The prominence of the TUMOR ROIs over the TUMOR + INF ROIs was also quantitatively confirmed in terms of performance reached by the predictive modes on the two types of ROIs, as shown in Table 2. For TUMOR + INF ROIs and TUMOR ROIs, an AUC value of 62.3% and 79.1%, a specificity value of 43.3% and 70.0%, a sensitivity value of 76.9% and 81.2%, an accuracy value of 53.4% and 73.2%, a precision value of 37.1% and 52.0%, a G-mean value of 57.7% and 75.4% were achieved, respectively. The corresponding ROC curves are depicted in Fig. 3A.

Table 2 Performance evaluation of the two AI-based models on investigational and validation cohorts, respectively. The metric values for the IC cohort are represented by a unique number according to the evaluation using a cross-validation scheme. The metric values for the VC cohort are expressed as median values and IRGs according to the evaluation using the training sets of the cross-validation scheme
Fig. 3
figure 3

ROC curves. (A) ROC curves related to the two AI models, analyzing tiles from TUMOR ROIs and TUMOR + INF ROIs on the IC cohort, respectively (B) ROC curves related to the two AI models, analyzing tiles from TUMOR ROIs and TUMOR + INF ROIs on the VC cohort, respectively. The curves are obtained by averaging the y-values over the values obtained on the VC cohort by using the diverse training sets of the cross-validation scheme in turn. The corresponding IRGs are represented as shaded areas

The models developed in this paper were finally tested on the external validation VC cohort of patients, reaching AUC value of 76.5% and 65.2%, a median accuracy value of 70.0% and 56.5%, a median sensitivity value of 66.7% and 41.6%, a median specificity value of 70.0% and 55.9%, a precision value of, 31.7% and 44.4%, and a median G-mean value of 68.6% and 52.4% for the TUMOR ROIs and TUMOR + INF ROIs, respectively. The resulting ROC curves are represented in Fig. 3B. These results are consistent with those reached on the IC cohort.

Finally, the statistical tests mentioned in the Methods Section were performed between RFS and each clinical factor to understand whether there was a relationship between the two variables: no association between RFS and the clinical factors emerged for the IC cohort (p > 0.05); a significant association of the RFS with stage was highlighted for the VC cohort (p = 0.0042).
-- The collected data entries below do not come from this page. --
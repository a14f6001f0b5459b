//! # Operation Notifier
//!
//! Publishes the outcome of twin operations on a configured channel, using
//! `<operation>.success` / `<operation>.failure` as the subtopic. Without a
//! channel it is a no-op. Publish errors are only logged.

use std::sync::Arc;

use serde::Serialize;
use serde_json::json;

use crate::core::contracts::PubSub;
use crate::core::errors::Result;
use crate::core::model::Message;

pub const PUBLISHER: &str = "twins";

pub struct Notifier {
    pubsub: Arc<dyn PubSub>,
    channel: Option<String>,
}

impl Notifier {
    pub fn new(pubsub: Arc<dyn PubSub>, channel: Option<String>) -> Self {
        Self { pubsub, channel }
    }

    pub async fn notify<T: Serialize>(&self, operation: &str, outcome: &Result<T>) {
        let Some(channel) = &self.channel else {
            return;
        };

        let (suffix, body) = match outcome {
            Ok(value) => ("success", serde_json::to_value(value).unwrap_or_default()),
            Err(e) => ("failure", json!({ "error": e.to_string() })),
        };
        let payload = match serde_json::to_vec(&body) {
            Ok(bytes) => bytes,
            Err(e) => {
                log::warn!("Failed to encode {} notification: {}", operation, e);
                return;
            }
        };

        let mut message = Message::new(channel.clone(), format!("{}.{}", operation, suffix), payload);
        message.publisher = PUBLISHER.to_string();

        if let Err(e) = self.pubsub.publish(message).await {
            log::warn!("Failed to publish {} notification on '{}': {}", operation, channel, e);
        }
    }
}
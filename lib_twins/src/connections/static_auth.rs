//! Token → identity lookup from a fixed table.

use std::collections::HashMap;

use async_trait::async_trait;

use crate::core::contracts::IdentityProvider;
use crate::core::errors::{Result, TwinsError};

#[derive(Debug, Clone, Default)]
pub struct StaticIdentityProvider {
    tokens: HashMap<String, String>,
}

impl StaticIdentityProvider {
    pub fn new(tokens: HashMap<String, String>) -> Self {
        Self { tokens }
    }

    pub fn with_token(mut self, token: impl Into<String>, identity: impl Into<String>) -> Self {
        self.tokens.insert(token.into(), identity.into());
        self
    }
}

#[async_trait]
impl IdentityProvider for StaticIdentityProvider {
    async fn identify(&self, token: &str) -> Result<String> {
        self.tokens
            .get(token)
            .cloned()
            .ok_or(TwinsError::UnauthorizedAccess)
    }
}
//! # Core Engine Module
//!
//! The twin data model and the message driven state engine.
//!
//! ## Core Components:
//!
//! - **`registry`**: twin lifecycle and owner-scoped access control. Commits
//!   definition changes and patches the router in the same critical section.
//!
//! - **`router`**: the `(channel, subtopic)` → twin/attribute index derived from
//!   each twin's current definition.
//!
//! - **`pipeline`**: decodes SenML telemetry and persists one state per record.
//!
//! - **`query`**: paginated, tolerant state retrieval.
//!
//! - **`subscriptions`**: keeps transport subscriptions in line with the router.
//!
//! - **`service`**: the facade that wires all of the above over a set of
//!   [`contracts`] implementations.

#![forbid(unsafe_code)]
#![warn(rust_2018_idioms, unused_qualifications)]

pub mod contracts;
pub mod errors;
/// Per-key async mutual exclusion.
pub mod keyed_lock;
pub mod model;
/// Outcome notifications published on a configured channel.
pub mod notifier;
pub mod pipeline;
pub mod query;
pub mod registry;
pub mod router;
/// SenML (RFC 8428) pack decoding.
pub mod senml;
pub mod service;
pub mod subscriptions;

// --- Public API Re-exports ---
pub use contracts::{IdProvider, IdentityProvider, MessageHandler, PubSub, StateRepository, TwinRepository};
pub use errors::{Result, TwinsError};
pub use model::{
    Attribute, Definition, Message, Metadata, PageMetadata, RouteKey, State, StatesPage, Twin, TwinsPage,
};
pub use pipeline::StatePipeline;
pub use query::StateQuery;
pub use registry::TwinRegistry;
pub use router::{AttributeRouter, Route, RouteChange, SharedRouter};
pub use service::{Collaborators, TwinsService};
pub use subscriptions::SubscriptionManager;
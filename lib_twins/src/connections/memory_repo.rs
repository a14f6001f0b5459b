//! # In-Memory Repositories
//!
//! Reference implementations of the twin and state storage contracts. Twins
//! are listed in insertion order; states are kept per twin in append order.

use std::collections::{BTreeMap, HashMap};

use async_trait::async_trait;
use tokio::sync::RwLock;

use crate::core::contracts::{StateRepository, TwinRepository};
use crate::core::errors::{Result, TwinsError};
use crate::core::model::{Metadata, PageMetadata, State, StatesPage, Twin, TwinsPage};

#[derive(Default)]
struct TwinTable {
    next_seq: u64,
    seq_by_id: HashMap<String, u64>,
    twins: BTreeMap<u64, Twin>,
}

/// Twin storage backed by a map, ordered by insertion.
#[derive(Default)]
pub struct MemoryTwinRepository {
    table: RwLock<TwinTable>,
}

impl MemoryTwinRepository {
    pub fn new() -> Self {
        Self::default()
    }
}

#[async_trait]
impl TwinRepository for MemoryTwinRepository {
    async fn save(&self, twin: &Twin) -> Result<String> {
        let mut table = self.table.write().await;
        if table.seq_by_id.contains_key(&twin.id) {
            return Err(TwinsError::Conflict);
        }
        let seq = table.next_seq;
        table.next_seq += 1;
        table.seq_by_id.insert(twin.id.clone(), seq);
        table.twins.insert(seq, twin.clone());
        Ok(twin.id.clone())
    }

    async fn update(&self, twin: &Twin) -> Result<()> {
        let mut table = self.table.write().await;
        let seq = *table.seq_by_id.get(&twin.id).ok_or(TwinsError::NotFound)?;
        table.twins.insert(seq, twin.clone());
        Ok(())
    }

    async fn retrieve_by_id(&self, id: &str) -> Result<Twin> {
        let table = self.table.read().await;
        table
            .seq_by_id
            .get(id)
            .and_then(|seq| table.twins.get(seq))
            .cloned()
            .ok_or(TwinsError::NotFound)
    }

    async fn retrieve_all(
        &self,
        owner: &str,
        offset: u64,
        limit: u64,
        name: Option<&str>,
        metadata: Option<&Metadata>,
    ) -> Result<TwinsPage> {
        let table = self.table.read().await;
        let matched: Vec<&Twin> = table
            .twins
            .values()
            .filter(|t| t.owner == owner)
            .filter(|t| name.map_or(true, |n| t.name.contains(n)))
            .filter(|t| metadata.map_or(true, |m| t.matches_metadata(m)))
            .collect();

        let page = PageMetadata {
            total: matched.len() as u64,
            offset,
            limit,
        };
        let twins = matched[page.window(matched.len())]
            .iter()
            .map(|t| (*t).clone())
            .collect();

        Ok(TwinsPage { page, twins })
    }

    async fn retrieve_every(&self) -> Result<Vec<Twin>> {
        Ok(self.table.read().await.twins.values().cloned().collect())
    }

    async fn remove(&self, id: &str) -> Result<()> {
        let mut table = self.table.write().await;
        if let Some(seq) = table.seq_by_id.remove(id) {
            table.twins.remove(&seq);
        }
        Ok(())
    }
}

/// Append-only state storage.
#[derive(Default)]
pub struct MemoryStateRepository {
    states: RwLock<HashMap<String, Vec<State>>>,
}

impl MemoryStateRepository {
    pub fn new() -> Self {
        Self::default()
    }

    /// Total number of stored states across all twins.
    pub async fn count(&self) -> usize {
        self.states.read().await.values().map(Vec::len).sum()
    }
}

#[async_trait]
impl StateRepository for MemoryStateRepository {
    async fn save(&self, state: &State) -> Result<()> {
        self.states
            .write()
            .await
            .entry(state.twin_id.clone())
            .or_default()
            .push(state.clone());
        Ok(())
    }

    async fn retrieve_last(&self, twin_id: &str) -> Result<Option<State>> {
        Ok(self
            .states
            .read()
            .await
            .get(twin_id)
            .and_then(|states| states.last())
            .cloned())
    }

    async fn retrieve_all(&self, offset: u64, limit: u64, twin_id: &str) -> Result<StatesPage> {
        let states = self.states.read().await;
        let all = states.get(twin_id).map(Vec::as_slice).unwrap_or_default();

        let page = PageMetadata {
            total: all.len() as u64,
            offset,
            limit,
        };
        Ok(StatesPage {
            page,
            states: all[page.window(all.len())].to_vec(),
        })
    }
}

#[cfg(test)]
mod tests {
    use super::*;
    use chrono::Utc;
    use serde_json::{json, Map};

    fn twin(id: &str, owner: &str, name: &str) -> Twin {
        Twin {
            id: id.to_string(),
            owner: owner.to_string(),
            name: name.to_string(),
            ..Default::default()
        }
    }

    fn state(twin_id: &str, id: u64) -> State {
        State {
            twin_id: twin_id.to_string(),
            id,
            definition: 0,
            created: Utc::now(),
            payload: Map::new(),
        }
    }

    #[tokio::test]
    async fn test_save_rejects_duplicate_id() {
        let repo = MemoryTwinRepository::new();
        repo.save(&twin("a", "o", "n")).await.unwrap();
        assert_eq!(repo.save(&twin("a", "o", "n")).await, Err(TwinsError::Conflict));
    }

    #[tokio::test]
    async fn test_update_missing_is_not_found() {
        let repo = MemoryTwinRepository::new();
        assert_eq!(repo.update(&twin("a", "o", "n")).await, Err(TwinsError::NotFound));
    }

    #[tokio::test]
    async fn test_retrieve_all_filters_and_pages() {
        let repo = MemoryTwinRepository::new();
        for i in 0..6 {
            let mut t = twin(&format!("t{}", i), "alice", &format!("pump-{}", i));
            if i % 2 == 0 {
                t.metadata.insert("serial".into(), json!("123"));
            }
            repo.save(&t).await.unwrap();
        }
        repo.save(&twin("x", "bob", "pump-x")).await.unwrap();

        let page = repo.retrieve_all("alice", 1, 2, Some("pump"), None).await.unwrap();
        assert_eq!(page.page.total, 6);
        let ids: Vec<&str> = page.twins.iter().map(|t| t.id.as_str()).collect();
        assert_eq!(ids, vec!["t1", "t2"]);

        let mut filter = Metadata::new();
        filter.insert("serial".into(), json!("123"));
        let page = repo.retrieve_all("alice", 0, 10, None, Some(&filter)).await.unwrap();
        assert_eq!(page.page.total, 3);

        let page = repo.retrieve_all("alice", 0, 10, Some("pump-4"), None).await.unwrap();
        assert_eq!(page.twins.len(), 1);
    }

    #[tokio::test]
    async fn test_remove_is_idempotent() {
        let repo = MemoryTwinRepository::new();
        repo.save(&twin("a", "o", "n")).await.unwrap();
        assert!(repo.remove("a").await.is_ok());
        assert!(repo.remove("a").await.is_ok());
        assert_eq!(repo.retrieve_by_id("a").await, Err(TwinsError::NotFound));
    }

    #[tokio::test]
    async fn test_states_keep_insertion_order() {
        let repo = MemoryStateRepository::new();
        for i in 0..5 {
            repo.save(&state("t", i)).await.unwrap();
        }
        repo.save(&state("other", 0)).await.unwrap();

        let page = repo.retrieve_all(3, 10, "t").await.unwrap();
        assert_eq!(page.page.total, 5);
        assert_eq!(page.states.iter().map(|s| s.id).collect::<Vec<_>>(), vec![3, 4]);
        assert_eq!(repo.retrieve_last("t").await.unwrap().map(|s| s.id), Some(4));
        assert!(repo.retrieve_last("none").await.unwrap().is_none());
        assert_eq!(repo.count().await, 6);
    }
}
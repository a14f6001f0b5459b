//! # Local Broker
//!
//! In-process pub/sub transport. Each `(channel, subtopic)` has at most one
//! handler. Messages can be published directly or queued through
//! [`LocalBroker::sender`] and drained by [`LocalBroker::run`], which is how a
//! network adapter would feed telemetry in.
//!
//! Handler errors are logged, not returned to the publisher: a broker does
//! not report downstream processing failures back to the device.

use std::collections::HashMap;
use std::sync::Arc;

use async_trait::async_trait;
use tokio::sync::{mpsc, Mutex, RwLock};
use tokio_util::sync::CancellationToken;

use crate::core::contracts::{MessageHandler, PubSub};
use crate::core::errors::Result;
use crate::core::model::{Message, RouteKey};

pub struct LocalBroker {
    handlers: RwLock<HashMap<RouteKey, Arc<dyn MessageHandler>>>,
    queue_tx: mpsc::UnboundedSender<Message>,
    queue_rx: Mutex<Option<mpsc::UnboundedReceiver<Message>>>,
}

impl Default for LocalBroker {
    fn default() -> Self {
        Self::new()
    }
}

impl LocalBroker {
    pub fn new() -> Self {
        let (queue_tx, queue_rx) = mpsc::unbounded_channel();
        Self {
            handlers: RwLock::new(HashMap::new()),
            queue_tx,
            queue_rx: Mutex::new(Some(queue_rx)),
        }
    }

    /// Queue handle for adapters feeding inbound messages.
    pub fn sender(&self) -> mpsc::UnboundedSender<Message> {
        self.queue_tx.clone()
    }

    /// Subscribed keys, sorted.
    pub async fn subscriptions(&self) -> Vec<RouteKey> {
        let mut keys: Vec<RouteKey> = self.handlers.read().await.keys().cloned().collect();
        keys.sort();
        keys
    }

    /// Delivers queued messages until cancelled. Returns how many were delivered.
    pub async fn run(&self, cancel: CancellationToken) -> usize {
        let Some(mut rx) = self.queue_rx.lock().await.take() else {
            log::warn!("Local broker delivery loop is already running");
            return 0;
        };

        log::info!("Local broker delivery loop started");
        let mut delivered = 0;
        loop {
            tokio::select! {
                _ = cancel.cancelled() => {
                    log::info!("Local broker delivery loop cancelled");
                    break;
                }
                msg = rx.recv() => {
                    match msg {
                        Some(message) => {
                            if self.deliver(message).await {
                                delivered += 1;
                            }
                        }
                        None => break,
                    }
                }
            }
        }

        // Hand the queue back so the loop can be restarted.
        *self.queue_rx.lock().await = Some(rx);
        delivered
    }

    async fn deliver(&self, message: Message) -> bool {
        let handler = self.handlers.read().await.get(&message.route_key()).cloned();
        let Some(handler) = handler else {
            log::trace!("No subscriber on {}/{}", message.channel, message.subtopic);
            return false;
        };

        let (channel, subtopic) = (message.channel.clone(), message.subtopic.clone());
        if let Err(e) = handler.handle(message).await {
            log::warn!("Handler for {}/{} failed: {}", channel, subtopic, e);
        }
        true
    }
}

#[async_trait]
impl PubSub for LocalBroker {
    async fn subscribe(&self, channel: &str, subtopic: &str, handler: Arc<dyn MessageHandler>) -> Result<()> {
        self.handlers
            .write()
            .await
            .insert(RouteKey::new(channel, subtopic), handler);
        Ok(())
    }

    async fn unsubscribe(&self, channel: &str, subtopic: &str) -> Result<()> {
        self.handlers
            .write()
            .await
            .remove(&RouteKey::new(channel, subtopic));
        Ok(())
    }

    async fn publish(&self, message: Message) -> Result<()> {
        self.deliver(message).await;
        Ok(())
    }
}
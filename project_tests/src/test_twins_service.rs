//! # Twins Service Scenarios
//!
//! Drives the full service over the in-memory collaborators: twin lifecycle,
//! listing windows, state ingestion totals and state queries.

use std::collections::HashMap;

use lib_twins::connections::{memory_service, MemoryBackend};
use lib_twins::{Attribute, Definition, Message, Metadata, Twin, TwinsConfig, TwinsError, TwinsService};
use serde_json::json;

const TOKEN: &str = "admin-token";
const EMAIL: &str = "admin@example.com";
const WRONG_TOKEN: &str = "wrong-token";
const OTHER_TOKEN: &str = "other-token";
const OTHER_EMAIL: &str = "other@example.com";
const CHANNEL: &str = "b4f6a8e0-telemetry";
const NUM_RECS: usize = 100;

fn service() -> (TwinsService, MemoryBackend) {
    let tokens = HashMap::from([
        (TOKEN.to_string(), EMAIL.to_string()),
        (OTHER_TOKEN.to_string(), OTHER_EMAIL.to_string()),
    ]);
    memory_service(tokens, &TwinsConfig::default())
}

fn definition(names: &[&str], subtopics: &[&str]) -> Definition {
    let attributes = names
        .iter()
        .zip(subtopics)
        .map(|(name, subtopic)| Attribute {
            name: name.to_string(),
            channel: CHANNEL.to_string(),
            subtopic: subtopic.to_string(),
            persist_state: true,
        })
        .collect();
    Definition::new(attributes)
}

fn senml(n: usize, name: &str) -> Vec<serde_json::Value> {
    (0..n)
        .map(|i| json!({"bn": "engine:", "n": name, "u": "Cel", "v": 20.0 + i as f64, "t": 1_600_000_000 + i}))
        .collect()
}

fn message(subtopic: &str, recs: &[serde_json::Value]) -> Message {
    Message::new(CHANNEL, subtopic, serde_json::to_vec(recs).unwrap())
}

#[tokio::test]
async fn test_add_twin() {
    let (svc, _) = service();
    let def = definition(&["temperature"], &["engine"]);

    let twin = svc.add_twin(TOKEN, Twin::default(), def.clone()).await.unwrap();
    assert!(!twin.id.is_empty());
    assert_eq!(twin.owner, EMAIL);
    assert_eq!(twin.revision, 0);
    assert_eq!(twin.definitions.len(), 1);
    assert_eq!(twin.created, twin.updated);

    let res = svc.add_twin(WRONG_TOKEN, Twin::default(), def).await;
    assert_eq!(res, Err(TwinsError::UnauthorizedAccess));

    // The rejected add left nothing behind.
    let page = svc.list_twins(TOKEN, 0, 10, None, None).await.unwrap();
    assert_eq!(page.page.total, 1);
    assert_eq!(svc.resolve(CHANNEL, "engine").await.unwrap().twin_id, twin.id);
}

#[tokio::test]
async fn test_update_twin() {
    let (svc, _) = service();
    let twin = svc
        .add_twin(TOKEN, Twin::default(), definition(&["temperature"], &["engine"]))
        .await
        .unwrap();

    let mut changed = twin.clone();
    changed.name = "engine twin".to_string();
    let def = definition(&["temperature", "humidity"], &["engine", "chassis"]);
    assert_eq!(svc.update_twin(TOKEN, changed.clone(), def.clone()).await, Ok(()));

    let res = svc.update_twin(WRONG_TOKEN, changed.clone(), def.clone()).await;
    assert_eq!(res, Err(TwinsError::UnauthorizedAccess));

    let mut missing = changed;
    missing.id = "non-existing".to_string();
    assert_eq!(svc.update_twin(TOKEN, missing, def).await, Err(TwinsError::NotFound));

    let stored = svc.view_twin(TOKEN, &twin.id).await.unwrap();
    assert_eq!(stored.name, "engine twin");
    assert_eq!(stored.revision, 1);
    assert!(stored.updated >= stored.created);
    assert!(svc.resolve(CHANNEL, "chassis").await.is_some());
}

#[tokio::test]
async fn test_view_twin() {
    let (svc, _) = service();
    let twin = svc.add_twin(TOKEN, Twin::default(), Definition::default()).await.unwrap();

    assert_eq!(svc.view_twin(TOKEN, &twin.id).await.unwrap().id, twin.id);
    assert_eq!(svc.view_twin(WRONG_TOKEN, &twin.id).await, Err(TwinsError::UnauthorizedAccess));
    assert_eq!(svc.view_twin(TOKEN, "non-existing").await, Err(TwinsError::NotFound));
}

#[tokio::test]
async fn test_list_twins() {
    let (svc, _) = service();
    let n = 10;
    for i in 0..n {
        let twin = Twin {
            name: format!("name-{}", i),
            ..Default::default()
        };
        svc.add_twin(TOKEN, twin, Definition::default()).await.unwrap();
    }

    let all = svc.list_twins(TOKEN, 0, n, Some("name"), None).await.unwrap();
    assert_eq!(all.twins.len(), 10);
    assert_eq!(all.page.total, 10);

    let zero = svc.list_twins(TOKEN, 0, 0, Some("name"), None).await.unwrap();
    assert!(zero.twins.is_empty());
    assert_eq!(zero.page.total, 10);

    let window = svc.list_twins(TOKEN, 8, 5, Some("name"), None).await.unwrap();
    assert_eq!(window.twins.len(), 2);
    assert_eq!(window.twins[0].name, "name-8");

    let res = svc.list_twins(WRONG_TOKEN, n, 0, None, None).await;
    assert_eq!(res, Err(TwinsError::UnauthorizedAccess));
}

#[tokio::test]
async fn test_list_twins_by_metadata() {
    let (svc, _) = service();
    for (i, site) in ["north", "south", "north"].iter().enumerate() {
        let mut metadata = Metadata::new();
        metadata.insert("site".to_string(), json!(site));
        metadata.insert("rack".to_string(), json!(i));
        let twin = Twin {
            name: format!("pump-{}", i),
            metadata,
            ..Default::default()
        };
        svc.add_twin(TOKEN, twin, Definition::default()).await.unwrap();
    }

    let mut filter = Metadata::new();
    filter.insert("site".to_string(), json!("north"));
    let page = svc.list_twins(TOKEN, 0, 10, None, Some(&filter)).await.unwrap();
    let names: Vec<&str> = page.twins.iter().map(|t| t.name.as_str()).collect();
    assert_eq!(names, vec!["pump-0", "pump-2"]);
}

#[tokio::test]
async fn test_remove_twin() {
    let (svc, _) = service();
    let twin = svc.add_twin(TOKEN, Twin::default(), Definition::default()).await.unwrap();

    assert_eq!(svc.remove_twin(WRONG_TOKEN, &twin.id).await, Err(TwinsError::UnauthorizedAccess));
    assert_eq!(svc.remove_twin(TOKEN, &twin.id).await, Ok(()));
    assert_eq!(svc.remove_twin(TOKEN, &twin.id).await, Ok(()));
    assert_eq!(svc.remove_twin(TOKEN, "non-existing").await, Ok(()));
    assert_eq!(svc.view_twin(TOKEN, &twin.id).await, Err(TwinsError::NotFound));
}

#[tokio::test]
async fn test_save_states() {
    let (svc, _) = service();
    let twin = svc
        .add_twin(TOKEN, Twin::default(), definition(&["temperature", "humidity"], &["engine", "chassis"]))
        .await
        .unwrap();
    let recs = senml(NUM_RECS, "temperature");

    let cases: Vec<(&str, Message, Result<usize, TwinsError>)> = vec![
        ("add 100 states", message("engine", &recs), Ok(NUM_RECS)),
        ("add 20 states", message("engine", &recs[10..30]), Ok(20)),
        ("add states for attribute without twin", message("wheel", &recs[30..50]), Err(TwinsError::NotFound)),
        ("use empty senml pack", message("engine", &[]), Ok(0)),
    ];

    let mut total = 0;
    for (desc, msg, expected) in cases {
        let res = svc.save_states(&msg).await;
        assert_eq!(res, expected, "{}", desc);
        total += res.unwrap_or(0);

        let page = svc.list_states(TOKEN, 0, 10, &twin.id).await.unwrap();
        assert_eq!(page.page.total, total as u64, "{}", desc);
    }
}

#[tokio::test]
async fn test_list_states() {
    let (svc, _) = service();
    let twin = svc
        .add_twin(TOKEN, Twin::default(), definition(&["temperature", "humidity"], &["engine", "chassis"]))
        .await
        .unwrap();
    let idle = svc
        .add_twin(TOKEN, Twin::default(), definition(&["speed"], &["wheel"]))
        .await
        .unwrap();
    svc.save_states(&message("engine", &senml(NUM_RECS, "temperature")))
        .await
        .unwrap();

    let n = NUM_RECS as u64;
    let cases = [
        ("first 10 states", TOKEN, twin.id.as_str(), 0, 10, Ok(10)),
        ("last 10 states", TOKEN, twin.id.as_str(), n - 10, n, Ok(10)),
        ("last 10 states with limit past the end", TOKEN, twin.id.as_str(), n - 10, n + 10, Ok(10)),
        ("offset at the end", TOKEN, twin.id.as_str(), n, n + 10, Ok(0)),
        ("wrong token", WRONG_TOKEN, twin.id.as_str(), 0, 10, Err(TwinsError::UnauthorizedAccess)),
        ("twin owned by someone else", OTHER_TOKEN, twin.id.as_str(), 0, 10, Ok(0)),
        ("non-existing twin", TOKEN, "non-existing", 0, 10, Ok(0)),
        ("twin without states", TOKEN, idle.id.as_str(), 0, 10, Ok(0)),
    ];

    for (desc, token, id, offset, limit, expected) in cases {
        let res = svc.list_states(token, offset, limit, id).await.map(|p| p.states.len());
        assert_eq!(res, expected, "{}", desc);
    }

    let foreign = svc.list_states(OTHER_TOKEN, 0, 10, &twin.id).await.unwrap();
    assert_eq!(foreign.page.total, 0);
    assert!(foreign.states.is_empty());

    let last = svc.list_states(TOKEN, n - 1, 1, &twin.id).await.unwrap();
    assert_eq!(last.states[0].id, n - 1);
}

#[tokio::test]
async fn test_engine_scenario() {
    let (svc, backend) = service();
    let twin = svc
        .add_twin(TOKEN, Twin::default(), definition(&["temperature"], &["engine"]))
        .await
        .unwrap();

    // Measurements carry the SenML record time.
    let recs = vec![
        json!({"bn": "pump:", "bt": 1_700_000_000, "n": "temperature", "v": 71.5}),
        json!({"n": "temperature", "t": 10, "v": 72.0}),
    ];
    assert_eq!(svc.save_states(&message("engine", &recs)).await, Ok(2));

    let page = svc.list_states(TOKEN, 0, 10, &twin.id).await.unwrap();
    assert_eq!(page.states.len(), 2);
    assert_eq!(page.states[0].created.timestamp(), 1_700_000_000);
    assert_eq!(page.states[1].created.timestamp(), 1_700_000_010);
    assert_eq!(page.states[1].payload.get("temperature"), Some(&json!(72.0)));

    svc.remove_twin(TOKEN, &twin.id).await.unwrap();
    assert!(backend.broker.subscriptions().await.is_empty());
    assert_eq!(svc.save_states(&message("engine", &recs)).await, Err(TwinsError::NotFound));
    assert_eq!(backend.states.count().await, 2);
}
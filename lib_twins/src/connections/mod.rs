//! # Connections Module
//!
//! Reference implementations of the collaborators the core talks to: storage,
//! identity, ID generation and the pub/sub transport. They keep everything in
//! process memory, which makes them suitable for tests and single-node runs.

use std::collections::HashMap;
use std::sync::Arc;

use crate::configs::config_twins::TwinsConfig;
use crate::core::service::{Collaborators, TwinsService};

/// In-process pub/sub transport with a queued delivery loop.
pub mod local_broker;
/// In-memory twin and state repositories.
pub mod memory_repo;
/// Fixed token table identity provider.
pub mod static_auth;
/// UUID v4 identifier generation.
pub mod uuid_provider;

pub use local_broker::LocalBroker;
pub use memory_repo::{MemoryStateRepository, MemoryTwinRepository};
pub use static_auth::StaticIdentityProvider;
pub use uuid_provider::UuidProvider;

/// Handles to the in-memory collaborators behind a service.
pub struct MemoryBackend {
    pub broker: Arc<LocalBroker>,
    pub twins: Arc<MemoryTwinRepository>,
    pub states: Arc<MemoryStateRepository>,
}

/// Builds a service over in-memory collaborators. `tokens` maps access tokens
/// to identities.
pub fn memory_service(tokens: HashMap<String, String>, config: &TwinsConfig) -> (TwinsService, MemoryBackend) {
    let backend = MemoryBackend {
        broker: Arc::new(LocalBroker::new()),
        twins: Arc::new(MemoryTwinRepository::new()),
        states: Arc::new(MemoryStateRepository::new()),
    };

    let collab = Collaborators {
        auth: Arc::new(StaticIdentityProvider::new(tokens)),
        twins: backend.twins.clone(),
        states: backend.states.clone(),
        ids: Arc::new(UuidProvider),
        pubsub: backend.broker.clone(),
    };

    (TwinsService::new(collab, config), backend)
}
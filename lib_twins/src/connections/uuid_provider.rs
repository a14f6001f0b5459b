use uuid::Uuid;

use crate::core::contracts::IdProvider;
use crate::core::errors::Result;

/// Random (v4) UUID twin identifiers.
#[derive(Debug, Clone, Copy, Default)]
pub struct UuidProvider;

impl IdProvider for UuidProvider {
    fn id(&self) -> Result<String> {
        Ok(Uuid::new_v4().to_string())
    }
}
This result can be justified from the distribution of the recurrence cases in the diverse categories of the stage variable. The recurrence cases included in the IC cohort were distributed across all the categories of the stage variable: among the 20 recurrence cases, three belong to stage IB, nine to stage IIA, four to stage IIB, and four to stage IIC. Conversely, the six recurrence cases referred to the VC cohort are divided between stage IIA (one case) and stage IIC (five cases).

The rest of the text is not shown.